I remember the first time I heard of a friend committing suicide. My first thought was disbelief. My next thought was guilt – what could/should I have done to prevent this? How could I not know? It was only after these thoughts I began to feel any emotion. The first emotion I remember was frustration, and finally I felt sadness. I remember the lingering emotion was a sadness that didn’t have resolution because I didn’t know then how to process this experience. It was like a wound that didn’t quite heal and whenever I touched that place, the unprocessed emotion arose.

Can any of you relate to an experience you’ve not been able to bring closure to? Whenever another experience occurs where you feel a similar emotion, this unprocessed experience comes back. If we aren’t fully present to our current experience, we’ll underserve how we process it, just like we did the previous experience. Now we’ll have multiple unprocessed experiences we carry around with us. It doesn’t have to be this way.

I didn’t know then, and am glad I’ve learned now, how important it is to do 3 things:

  1. Practice massive acceptance of the experience. Massive acceptance of the experience means accepting fully, with no judgement of us or anyone else, what happened. This is the only way we can be fully – radically – present to the lessons there are for us to learn about ourselves, explore how we really feel, use this experience to support us becoming stronger and wiser, and be better supporting someone else going through their experiences.

 

  1. Participate in the experience through radical presence – focusing 100% of our attention in the present.

It’s easy for us to use our past experiences to validate how we feel. They’re a safe reference reservoir for us, whether we’ve fully processed them or not, because we don’t have to fully feel the emotions of this experience.
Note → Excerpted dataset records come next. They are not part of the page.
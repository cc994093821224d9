use mediashelf_core::{MediaView, Notifier, StoredFile, ValidationVerdict};
use serde::Serialize;
use std::fmt::Write;

/// Truncate a string to max_len characters, appending "..." if truncated.
pub fn truncate_string(s: &str, max_len: usize) -> String {
    if s.chars().count() <= max_len {
        s.to_string()
    } else {
        let kept: String = s.chars().take(max_len.saturating_sub(3)).collect();
        format!("{}...", kept)
    }
}

/// Initialize tracing for CLI binaries.
pub fn init_tracing() {
    tracing_subscriber::fmt()
        .with_env_filter(
            tracing_subscriber::EnvFilter::try_from_default_env()
                .unwrap_or_else(|_| tracing_subscriber::EnvFilter::new("info")),
        )
        .with_writer(std::io::stderr)
        .init();
}

/// Prints notifications to stderr so stdout stays machine-readable
#[derive(Debug, Clone, Copy, Default)]
pub struct ConsoleNotifier;

impl Notifier for ConsoleNotifier {
    fn notify_success(&self, message: &str) {
        eprintln!("[ok] {}", message);
    }

    fn notify_error(&self, message: &str) {
        eprintln!("[error] {}", message);
    }
}

/// One gallery entry as printed by `list --format json`
#[derive(Debug, Serialize)]
pub struct GalleryRow<'a> {
    pub id: &'a str,
    pub file_name: &'a str,
    pub file_type: Option<&'a str>,
    pub size_kb: u64,
    pub category: &'a str,
    pub uploaded_at: String,
    pub view: &'a MediaView,
}

pub fn gallery_rows(entries: &[(StoredFile, MediaView)]) -> Vec<GalleryRow<'_>> {
    entries
        .iter()
        .map(|(file, view)| GalleryRow {
            id: file.id.as_str(),
            file_name: &file.file_name,
            file_type: file.file_type.as_deref(),
            size_kb: file.size_kb(),
            category: &file.category,
            uploaded_at: file.uploaded_at.to_rfc3339(),
            view,
        })
        .collect()
}

pub fn format_gallery_table(entries: &[(StoredFile, MediaView)]) -> String {
    let mut out = String::new();
    let _ = writeln!(out, "\n=== All Files ===\n");

    if entries.is_empty() {
        let _ = writeln!(out, "No files uploaded yet.");
        return out;
    }

    let _ = writeln!(
        out,
        "{:<8} {:<30} {:>10} {:<6} {:<10} {:<16} {:<10}",
        "ID", "File Name", "Size (KB)", "Type", "Category", "Uploaded At", "Preview"
    );
    let _ = writeln!(out, "{}", "-".repeat(96));

    for (file, view) in entries {
        let preview = if view.autoplay {
            format!("{} (autoplay)", view.strategy.as_str())
        } else {
            view.strategy.as_str().to_string()
        };
        let _ = writeln!(
            out,
            "{:<8} {:<30} {:>10} {:<6} {:<10} {:<16} {:<10}",
            truncate_string(file.id.as_str(), 8),
            truncate_string(&file.file_name, 30),
            file.size_kb(),
            truncate_string(file.file_type.as_deref().unwrap_or("-"), 6),
            truncate_string(&file.category, 10),
            file.uploaded_at.format("%a %b %d %Y"),
            preview
        );
    }

    out
}

pub fn format_verdicts(verdicts: &[ValidationVerdict]) -> String {
    let mut out = String::new();
    for verdict in verdicts {
        let status = match verdict.reason {
            None => "accepted".to_string(),
            Some(reason) => format!("rejected ({:?})", reason),
        };
        let _ = writeln!(out, "{:<40} {}", truncate_string(&verdict.file_name, 40), status);
    }
    out
}
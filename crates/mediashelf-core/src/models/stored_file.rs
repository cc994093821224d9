use chrono::{DateTime, NaiveDateTime, Utc};
use serde::{Deserialize, Deserializer, Serialize};
use std::fmt;

use crate::render::{select_strategy, RenderStrategy};

/// Opaque identifier assigned by the remote service.
///
/// The service currently emits integers; strings are accepted too so the
/// client does not depend on the key type.
#[derive(Debug, Clone, PartialEq, Eq, Hash, Serialize)]
#[serde(transparent)]
pub struct FileId(String);

impl FileId {
    pub fn new(id: impl Into<String>) -> Self {
        Self(id.into())
    }

    pub fn as_str(&self) -> &str {
        &self.0
    }
}

impl fmt::Display for FileId {
    fn fmt(&self, f: &mut fmt::Formatter<'_>) -> fmt::Result {
        f.write_str(&self.0)
    }
}

impl From<&str> for FileId {
    fn from(value: &str) -> Self {
        Self(value.to_string())
    }
}

impl<'de> Deserialize<'de> for FileId {
    fn deserialize<D>(deserializer: D) -> Result<Self, D::Error>
    where
        D: Deserializer<'de>,
    {
        #[derive(Deserialize)]
        #[serde(untagged)]
        enum RawId {
            Int(i64),
            Str(String),
        }

        Ok(match RawId::deserialize(deserializer)? {
            RawId::Int(n) => FileId(n.to_string()),
            RawId::Str(s) => FileId(s),
        })
    }
}

/// A file record owned by the remote service, as returned by the listing.
#[derive(Debug, Clone, PartialEq, Serialize, Deserialize)]
pub struct StoredFile {
    pub id: FileId,
    /// Absolute or server-relative URL of the stored bytes
    #[serde(rename = "file")]
    pub url: String,
    pub file_name: String,
    /// Short extension-like token ("mp4", "jpeg"), not a MIME type. May be absent.
    #[serde(default)]
    pub file_type: Option<String>,
    #[serde(rename = "file_size", default)]
    pub file_size_bytes: u64,
    /// Server-assigned, opaque to the client
    #[serde(default)]
    pub category: String,
    #[serde(deserialize_with = "deserialize_timestamp")]
    pub uploaded_at: DateTime<Utc>,
}

impl StoredFile {
    pub fn render_strategy(&self) -> RenderStrategy {
        select_strategy(self.file_type.as_deref())
    }

    pub fn size_kb(&self) -> u64 {
        super::size_kb(self.file_size_bytes)
    }
}

/// RFC 3339 first; naive timestamps (no offset) are taken as UTC.
fn deserialize_timestamp<'de, D>(deserializer: D) -> Result<DateTime<Utc>, D::Error>
where
    D: Deserializer<'de>,
{
    let raw = String::deserialize(deserializer)?;

    if let Ok(ts) = DateTime::parse_from_rfc3339(&raw) {
        return Ok(ts.with_timezone(&Utc));
    }

    NaiveDateTime::parse_from_str(&raw, "%Y-%m-%dT%H:%M:%S%.f")
        .map(|naive| naive.and_utc())
        .map_err(|e| serde::de::Error::custom(format!("invalid timestamp '{}': {}", raw, e)))
}
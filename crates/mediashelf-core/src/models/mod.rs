//! Data models for the client
//!
//! `candidate` holds the local, not-yet-uploaded side; `stored_file` mirrors
//! the records owned by the remote service.

mod candidate;
mod stored_file;

pub use candidate::{content_type_for_extension, CandidateFile, CandidateId, FileSource};
pub use stored_file::{FileId, StoredFile};

/// Rounded kilobyte figure shown next to file names.
pub fn size_kb(bytes: u64) -> u64 {
    bytes / 1024 + u64::from(bytes % 1024 >= 512)
}
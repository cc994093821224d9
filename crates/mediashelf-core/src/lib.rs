//! Mediashelf Core Library
//!
//! This crate provides the domain models, error types, configuration, upload
//! validation and media-rendering dispatch shared by every mediashelf component.
//! It also defines the seams to the outside world: the remote file service,
//! the notification channel and the download capability.

pub mod config;
pub mod error;
pub mod models;
pub mod notify;
pub mod remote;
pub mod render;
pub mod validation;

// Re-export commonly used types
pub use config::ClientConfig;
pub use error::{AppError, AppResult, ErrorMetadata, LogLevel};
pub use models::{CandidateFile, CandidateId, FileId, FileSource, StoredFile};
pub use notify::{Notifier, TracingNotifier};
pub use remote::{DownloadCapability, RemoteFileService};
pub use render::{select_strategy, MediaView, RenderStrategy};
pub use validation::{
    BatchRejection, RejectionReason, UploadPolicy, ValidationError, ValidationVerdict, Validator,
};
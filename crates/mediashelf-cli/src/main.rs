//! mediashelf CLI: upload, browse, download and delete media.
//!
//! Reads MEDIASHELF_API_URL (and friends) from the environment or `.env`;
//! `--api-url` overrides it.

use anyhow::Context;
use clap::{Parser, Subcommand};
use mediashelf_api_client::ApiClient;
use mediashelf_cli::{
    format_gallery_table, format_verdicts, gallery_rows, init_tracing, ConsoleNotifier,
};
use mediashelf_core::{CandidateFile, ClientConfig, FileId};
use mediashelf_services::{DiskDownloader, UploadOrchestrator};
use std::path::PathBuf;
use std::sync::Arc;

#[derive(Parser)]
#[command(name = "mediashelf", about = "Upload and browse media on a mediashelf server")]
struct Cli {
    /// Base URL of the file service (overrides MEDIASHELF_API_URL)
    #[arg(long, global = true)]
    api_url: Option<String>,

    #[command(subcommand)]
    command: Commands,
}

#[derive(Subcommand)]
enum Commands {
    /// List stored files
    List {
        /// Output format: table or json
        #[arg(long, default_value = "table")]
        format: String,
    },
    /// Validate files without uploading
    Check {
        /// Files to validate
        #[arg(required = true)]
        files: Vec<PathBuf>,
    },
    /// Validate and upload files in one batch
    Upload {
        /// Files to upload (up to 10)
        #[arg(required = true)]
        files: Vec<PathBuf>,
    },
    /// Delete a stored file by ID
    Delete {
        /// Stored file ID
        id: String,
    },
    /// Download a stored file under its original name
    Download {
        /// Stored file ID
        id: String,
        /// Target directory (overrides MEDIASHELF_DOWNLOAD_DIR)
        #[arg(long)]
        dir: Option<PathBuf>,
    },
}

fn load_candidates(paths: &[PathBuf]) -> anyhow::Result<Vec<CandidateFile>> {
    paths
        .iter()
        .map(|p| {
            CandidateFile::from_path(p).with_context(|| format!("Cannot read {}", p.display()))
        })
        .collect()
}

#[tokio::main]
async fn main() -> anyhow::Result<()> {
    init_tracing();

    let cli = Cli::parse();

    let mut config = ClientConfig::from_env().context("Invalid MEDIASHELF_* configuration")?;
    if let Some(url) = cli.api_url.as_deref() {
        config.api_base_url = url.trim_end_matches('/').to_string();
        config.validate().context("Invalid --api-url")?;
    }
    if let Commands::Download { dir: Some(dir), .. } = &cli.command {
        config.download_dir = dir.clone();
    }

    let client = ApiClient::new(&config).context("Failed to create API client")?;
    let downloader = DiskDownloader::new(client.clone(), config.download_dir.clone());
    let session = UploadOrchestrator::new(
        config,
        Arc::new(client),
        Arc::new(downloader),
        Arc::new(ConsoleNotifier),
    );

    match cli.command {
        Commands::List { format } => {
            session.mount().await.context("Failed to fetch files")?;
            let views = session.gallery_views().await;
            match format.as_str() {
                "json" => {
                    let out = serde_json::to_string_pretty(&gallery_rows(&views))
                        .context("Serialize gallery")?;
                    println!("{}", out);
                }
                "table" => print!("{}", format_gallery_table(&views)),
                other => anyhow::bail!("Unknown format '{}'. Use table or json", other),
            }
        }
        Commands::Check { files } => {
            let candidates = load_candidates(&files)?;
            let verdicts = session.validator().verdicts(&candidates);
            print!("{}", format_verdicts(&verdicts));
            if verdicts.iter().any(|v| !v.accepted) {
                anyhow::bail!("Selection would be rejected");
            }
        }
        Commands::Upload { files } => {
            let candidates = load_candidates(&files)?;
            session
                .select(candidates)
                .await
                .context("Selection rejected, nothing uploaded")?;
            let count = session.upload().await.context("Upload failed")?;
            tracing::info!(count, "Uploaded");
            print!("{}", format_gallery_table(&session.gallery_views().await));
        }
        Commands::Delete { id } => {
            session
                .delete_remote(&FileId::new(id))
                .await
                .context("Delete failed")?;
            print!("{}", format_gallery_table(&session.gallery_views().await));
        }
        Commands::Download { id, .. } => {
            session.mount().await.context("Failed to fetch files")?;
            let id = FileId::new(id);
            let file = session
                .find_stored(&id)
                .await
                .with_context(|| format!("No stored file with id {}", id))?;
            let path = session.download(&file).await.context("Download failed")?;
            println!("{}", path.display());
        }
    }

    Ok(())
}
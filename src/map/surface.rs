// Copyright 2025 Chris Custine
//
// Licensed under the Apache License, Version 2.0 (the "License");
// you may not use this file except in compliance with the License.
// You may obtain a copy of the License at
//
//     http://www.apache.org/licenses/LICENSE-2.0
//
// Unless required by applicable law or agreed to in writing, software
// distributed under the License is distributed on an "AS IS" BASIS,
// WITHOUT WARRANTIES OR CONDITIONS OF ANY KIND, either express or implied.
// See the License for the specific language governing permissions and
// limitations under the License.

use bloom_layers::surface::step_zoom;
use bloom_layers::{
    wrap_longitude, CircleShape, Interaction, MapSurface, SurfaceError, SurfaceOptions,
    TileProvider,
};
use eframe::egui;
use walkers::{lat_lon, Map, MapMemory, Tiles};

use super::BloomOverlay;
use crate::tiles::BasemapTiles;

/// walkers-backed map surface driven by the layer engine.
///
/// walkers is immediate mode, so this type keeps what the engine asked for
/// (tile provider, shapes, pointer handlers) and replays it every frame in
/// [`EguiSurface::show`].
pub struct EguiSurface {
    ctx: egui::Context,
    options: SurfaceOptions,
    memory: MapMemory,
    provider: Option<&'static TileProvider>,
    shapes: Vec<CircleShape>,
    interaction: Interaction,
}

impl std::fmt::Debug for EguiSurface {
    fn fmt(&self, f: &mut std::fmt::Formatter<'_>) -> std::fmt::Result {
        f.debug_struct("EguiSurface")
            .field("options", &self.options)
            .field("zoom", &self.zoom())
            .field("provider", &self.provider.map(|p| p.id))
            .field("shapes", &self.shapes.len())
            .field("interaction", &self.interaction)
            .finish_non_exhaustive()
    }
}

impl EguiSurface {
    pub fn new(ctx: egui::Context, options: SurfaceOptions) -> Self {
        let mut memory = MapMemory::default();
        if memory.set_zoom(options.zoom).is_err() {
            log::warn!("Initial zoom {} rejected by map widget", options.zoom);
        }

        Self {
            ctx,
            options,
            memory,
            provider: None,
            shapes: Vec::new(),
            interaction: Interaction::default(),
        }
    }

    /// Tile provider currently shown
    pub fn provider(&self) -> Option<&'static TileProvider> {
        self.provider
    }

    pub fn zoom(&self) -> f64 {
        self.memory.zoom()
    }

    /// Draw the map with its overlay into the remaining space of `ui`.
    ///
    /// Tiles come from the provider last set through
    /// [`MapSurface::set_tile_layer`]; before that only the overlay is drawn.
    pub fn show(&mut self, ui: &mut egui::Ui, basemaps: &mut BasemapTiles) -> egui::Response {
        let ctx = ui.ctx().clone();
        let tiles: Option<&mut dyn Tiles> = match self.provider {
            Some(provider) => Some(basemaps.get_or_create(provider, &ctx)),
            None => None,
        };

        let center = lat_lon(self.options.center_lat, self.options.center_lon);
        let map = Map::new(tiles, &mut self.memory, center)
            .with_plugin(BloomOverlay::new(&self.shapes))
            .panning(self.interaction.dragging)
            .zoom_gesture(self.interaction.scroll_zoom)
            .double_click_to_zoom(self.interaction.double_click_zoom);
        let response = ui.add(map);

        self.enforce_bounds();
        response
    }

    /// Keep zoom above the minimum and the center within ±180°
    fn enforce_bounds(&mut self) {
        if self.memory.zoom() < self.options.min_zoom
            && self.memory.set_zoom(self.options.min_zoom).is_err()
        {
            log::warn!("Failed to clamp zoom to {}", self.options.min_zoom);
        }

        if !self.options.world_copy_jump {
            return;
        }
        if let Some(position) = self.memory.detached() {
            let lon = position.x();
            if !(-180.0..180.0).contains(&lon) {
                self.memory
                    .center_at(lat_lon(position.y(), wrap_longitude(lon)));
            }
        }
    }

    fn set_zoom_level(&mut self, delta: f64) -> Result<(), SurfaceError> {
        let next = step_zoom(
            self.memory.zoom(),
            delta,
            self.options.min_zoom,
            self.options.max_zoom,
        )?;
        if self.memory.set_zoom(next).is_err() {
            return Err(SurfaceError::ZoomOutOfRange {
                requested: next,
                min: self.options.min_zoom,
                max: self.options.max_zoom,
            });
        }
        self.ctx.request_repaint();
        Ok(())
    }
}

impl MapSurface for EguiSurface {
    fn set_tile_layer(&mut self, provider: &'static TileProvider) {
        if self.provider.map(|p| p.id) != Some(provider.id) {
            log::info!("Switching basemap to {}", provider.id);
        }
        self.provider = Some(provider);
        self.ctx.request_repaint();
    }

    fn clear_shapes(&mut self) {
        self.shapes.clear();
        self.ctx.request_repaint();
    }

    fn add_shape(&mut self, shape: CircleShape) {
        self.shapes.push(shape);
    }

    fn set_interaction(&mut self, interaction: Interaction) {
        self.interaction = interaction;
    }

    fn zoom_in(&mut self) -> Result<(), SurfaceError> {
        self.set_zoom_level(1.0)
    }

    fn zoom_out(&mut self) -> Result<(), SurfaceError> {
        self.set_zoom_level(-1.0)
    }

    fn invalidate_size(&mut self) {
        // The map widget measures its rect on every frame
        self.ctx.request_repaint();
    }
}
Unfortunately, they may not serve what we’re experiencing. It’s easy for us to be like fortune tellers and try to project the future based on our past when, if we don’t fully experience what’s actually going on, we’ll most likely miss the mark in this experience – and in preparing us for our most productive future! It’s when we stay fully present we give ourselves permission to explore, honor, process and learn from, this experience. This is how we stay balanced and continue to grow.

 

  1. Raise our emotions to our level of awareness/consciousness and make sure they match the experience. This is huge. Our early childhood personality development is based on our genetics, our early childhood experiences and our family environment. By about the time we’re out of first grade, they are highly unconscious to us. They’re how we feel safe. They’re the way we unconsciously react to situations. When faced with a situation that so deeply shocks us, it’s important for us not to react unconsciously through emotions from our early childhood. It’s important for us to make sure the emotions we’re feeling are the emotions that serve this experience.

 

When we experience a situation through the wrong ‘lens’ (thoughts, feelings, actions), we don’t maximize its potential in our lives. For example, do you know anyone who, when faced with a challenging situation, avoids it? They don’t want to confront it and deal with its emotions. If they don’t learn to explore the emotions of each experience, the experience will stay unresolved inside them and prevent them from closure and growth.

 

They may not even realize this in themselves. Do you know anyone who, for example, is kind and friendly when times are good and yet, under stress they become like a different person. Anger or cruelty replace kindness, mean words and/or actions replace being friendly. Have you ever reached out to them to ask about this personality swing only to hear from their place of lack of awareness that they are (or that they realize they can do something about it): “that’s the way I am.”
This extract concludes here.